Label used on some axes made and originally distributed by the Powell Tool Co.
    During their first year of incorporation in 1889 and running until October 1, 1890, the American Axe & Tool Co. company offices were located in Pittsburgh, Pennsylvania, Boston, Massachusetts and Troy, New York. Sometime in the late summer of 1890 a notice was sent out indicating that all correspondence should be sent to the new business offices relocated in New York City. By the end of their first year the company also commenced the construction of what was to become the primary A. A. & T. Co. manufacturing center. It was located in Glassport, Pennsylvania. Not long thereafter the corporate offices were also relocated to Glassport. As the Glassport campus grew, equipment from many of the original participating constituent companies was relocated to the Glassport site. As time went on addition manufacturing companies were purchased, primarily to acquire the major manufacturing equipment that was owned by those companies. Some of the original factories continued production for quite some time. This made it possible to maintain production demands while the Glassport facility was being developed.

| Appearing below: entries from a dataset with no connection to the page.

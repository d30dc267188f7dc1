use chrono::NaiveDateTime;
use serde::{Deserialize, Serialize};

use super::lenient;
use crate::utils::parse_date;

/// Committee announcements (`notificaciones`).
#[derive(Debug, Clone, Default, PartialEq, Serialize, Deserialize)]
#[serde(default)]
pub struct Notifications {
    #[serde(rename = "notificaciones", deserialize_with = "lenient::list")]
    pub notifications: Vec<Notification>,
    #[serde(
        rename = "total_notificaciones",
        skip_serializing_if = "Option::is_none",
        deserialize_with = "lenient::opt_count"
    )]
    pub total: Option<u32>,
}

#[derive(Debug, Clone, Default, PartialEq, Serialize, Deserialize)]
#[serde(default)]
pub struct Notification {
    #[serde(rename = "titulo", deserialize_with = "lenient::text")]
    pub title: String,
    #[serde(rename = "contenido", deserialize_with = "lenient::text")]
    pub content: String,
    #[serde(rename = "tipo", deserialize_with = "lenient::or_default")]
    pub kind: NotificationKind,
    #[serde(rename = "fecha_publicacion", deserialize_with = "lenient::text")]
    pub published_on: String,
    #[serde(
        rename = "fecha_evento",
        skip_serializing_if = "Option::is_none",
        deserialize_with = "lenient::opt_text"
    )]
    pub event_date: Option<String>,
    #[serde(
        rename = "hora_evento",
        skip_serializing_if = "Option::is_none",
        deserialize_with = "lenient::opt_text"
    )]
    pub event_time: Option<String>,
    #[serde(
        rename = "lugar_evento",
        skip_serializing_if = "Option::is_none",
        deserialize_with = "lenient::opt_text"
    )]
    pub event_place: Option<String>,
    #[serde(
        rename = "organizador",
        skip_serializing_if = "Option::is_none",
        deserialize_with = "lenient::opt_text"
    )]
    pub organizer: Option<String>,
}

#[derive(Debug, Clone, Copy, Default, PartialEq, Eq, Serialize, Deserialize)]
#[serde(rename_all = "lowercase")]
pub enum NotificationKind {
    #[serde(rename = "financiero")]
    Financial,
    #[serde(rename = "reunion")]
    Meeting,
    #[serde(rename = "urgente")]
    Urgent,
    #[serde(rename = "evento")]
    Event,
    #[default]
    #[serde(other)]
    General,
}

impl NotificationKind {
    /// Badge class and label
    pub fn badge(&self) -> (&'static str, &'static str) {
        match self {
            NotificationKind::Financial => ("bg-success", "Financiero"),
            NotificationKind::Meeting => ("bg-primary", "Reunión"),
            NotificationKind::Urgent => ("bg-danger", "Urgente"),
            NotificationKind::Event => ("bg-info", "Evento"),
            NotificationKind::General => ("bg-secondary", "General"),
        }
    }
}

/// Organizer shown when a notification does not name one
pub const DEFAULT_ORGANIZER: &str = "Comité APAFA";

impl Notifications {
    /// Stated total, or the number of notifications when absent or zero
    pub fn total(&self) -> u32 {
        match self.total {
            Some(total) if total > 0 => total,
            _ => self.notifications.len() as u32,
        }
    }

    pub fn event_count(&self) -> usize {
        self.notifications.iter().filter(|n| n.is_event()).count()
    }

    pub fn general_count(&self) -> usize {
        self.notifications.len() - self.event_count()
    }

    /// Newest first; undated notifications go last
    pub fn newest_first(&self) -> Vec<&Notification> {
        let mut sorted: Vec<&Notification> = self.notifications.iter().collect();
        sorted.sort_by_key(|n| std::cmp::Reverse(n.published_at()));
        sorted
    }
}

impl Notification {
    /// An announcement of an event: it has an event date and a non-blank place
    pub fn is_event(&self) -> bool {
        let has_date = self.event_date.as_deref().is_some_and(|d| !d.is_empty());
        let has_place = self.event_place.as_deref().is_some_and(|p| !p.trim().is_empty());
        has_date && has_place
    }

    pub fn published_at(&self) -> Option<NaiveDateTime> {
        parse_date(&self.published_on)
    }

    pub fn organizer(&self) -> &str {
        self.organizer
            .as_deref()
            .filter(|o| !o.is_empty())
            .unwrap_or(DEFAULT_ORGANIZER)
    }
}

#[cfg(test)]
mod tests {
    use super::*;

    fn notifications() -> Notifications {
        serde_json::from_str(
            r#"{"notificaciones": [
                {"titulo": "Cuotas", "tipo": "financiero", "fecha_publicacion": "2026-02-01"},
                {"titulo": "Kermés", "tipo": "evento", "fecha_publicacion": "2026-03-10",
                 "fecha_evento": "2026-04-05", "lugar_evento": "Patio central"},
                {"titulo": "Aviso", "tipo": "otro", "fecha_publicacion": "sin fecha",
                 "fecha_evento": "2026-04-05", "lugar_evento": "  "}
            ]}"#,
        )
        .unwrap()
    }

    #[test]
    fn test_counts() {
        let n = notifications();
        assert_eq!(n.total(), 3);
        assert_eq!(n.event_count(), 1);
        assert_eq!(n.general_count(), 2);
        assert_eq!(n.notifications[2].kind, NotificationKind::General);
    }

    #[test]
    fn test_newest_first() {
        let n = notifications();
        let titles: Vec<&str> = n.newest_first().iter().map(|n| n.title.as_str()).collect();
        assert_eq!(titles, vec!["Kermés", "Cuotas", "Aviso"]);
    }

    #[test]
    fn test_default_organizer() {
        let n = Notification::default();
        assert_eq!(n.organizer(), "Comité APAFA");
    }
}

    Some of the founding companies, which included those that joined the consortium within the first couple of years, actually had multiple manufacturing facilities. In some cases those facilities continued to be important operate and were often run by the original principals or owners. Many were designated as an A. A. & T. Co. plant with a specific number. References have been observed that included such plants with the highest number being No. 18.  There may have been higher numbers but as time progressed some plants, along with their designating numbers, were discontinued and the equipment was relocated to Glassport. Many of what can be called the satellite factories were then abandoned or sold off.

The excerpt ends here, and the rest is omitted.